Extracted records
>>
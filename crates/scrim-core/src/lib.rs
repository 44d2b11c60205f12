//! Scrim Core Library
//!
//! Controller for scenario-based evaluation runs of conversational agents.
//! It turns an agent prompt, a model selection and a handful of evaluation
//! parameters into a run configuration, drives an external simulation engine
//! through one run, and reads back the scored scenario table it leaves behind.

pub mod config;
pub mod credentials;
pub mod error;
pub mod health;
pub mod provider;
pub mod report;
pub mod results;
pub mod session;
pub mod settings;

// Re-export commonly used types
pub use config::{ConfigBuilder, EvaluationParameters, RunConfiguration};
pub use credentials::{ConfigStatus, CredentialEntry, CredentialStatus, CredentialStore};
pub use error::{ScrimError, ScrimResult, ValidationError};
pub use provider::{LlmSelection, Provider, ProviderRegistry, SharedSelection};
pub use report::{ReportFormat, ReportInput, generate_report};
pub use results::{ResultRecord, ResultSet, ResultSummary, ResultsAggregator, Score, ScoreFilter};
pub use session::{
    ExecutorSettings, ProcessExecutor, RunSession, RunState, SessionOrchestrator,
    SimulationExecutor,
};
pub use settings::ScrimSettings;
<<
>>
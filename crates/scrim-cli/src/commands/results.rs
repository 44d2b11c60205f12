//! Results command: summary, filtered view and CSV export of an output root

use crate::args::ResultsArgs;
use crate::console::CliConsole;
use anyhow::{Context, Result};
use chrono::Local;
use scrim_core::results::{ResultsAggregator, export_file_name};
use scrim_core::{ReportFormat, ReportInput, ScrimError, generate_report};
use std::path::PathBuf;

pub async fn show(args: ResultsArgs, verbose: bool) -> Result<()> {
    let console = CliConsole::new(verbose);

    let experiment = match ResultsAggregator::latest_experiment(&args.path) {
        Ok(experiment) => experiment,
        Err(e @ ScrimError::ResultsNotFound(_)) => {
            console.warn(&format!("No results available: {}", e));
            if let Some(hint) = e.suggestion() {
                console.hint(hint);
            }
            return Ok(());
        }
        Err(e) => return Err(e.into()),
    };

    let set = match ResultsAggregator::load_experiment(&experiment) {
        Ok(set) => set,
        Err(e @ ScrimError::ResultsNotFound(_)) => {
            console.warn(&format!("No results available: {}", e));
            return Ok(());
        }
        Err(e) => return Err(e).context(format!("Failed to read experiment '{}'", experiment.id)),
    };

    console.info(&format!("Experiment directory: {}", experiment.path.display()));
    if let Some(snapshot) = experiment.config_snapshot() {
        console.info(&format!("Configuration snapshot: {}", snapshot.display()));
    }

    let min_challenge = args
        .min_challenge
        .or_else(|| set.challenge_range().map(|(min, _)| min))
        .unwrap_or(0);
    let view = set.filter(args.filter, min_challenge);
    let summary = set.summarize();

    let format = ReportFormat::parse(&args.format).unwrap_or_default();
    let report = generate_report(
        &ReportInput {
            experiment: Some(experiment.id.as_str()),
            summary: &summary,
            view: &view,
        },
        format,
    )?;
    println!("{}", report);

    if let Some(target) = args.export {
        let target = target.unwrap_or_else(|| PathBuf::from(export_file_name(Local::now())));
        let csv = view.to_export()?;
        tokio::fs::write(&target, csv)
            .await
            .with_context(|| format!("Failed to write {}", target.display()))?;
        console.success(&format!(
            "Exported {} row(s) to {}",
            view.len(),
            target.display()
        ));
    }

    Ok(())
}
<<
* **PROBLEM TO SOLVE**
Find the string "filename" in the entries above and return each line that holds it.

* **YOUR RESPONSE**
filename crates/scrim-core/src/lib.rs
filename crates/scrim-cli/src/commands/results.rs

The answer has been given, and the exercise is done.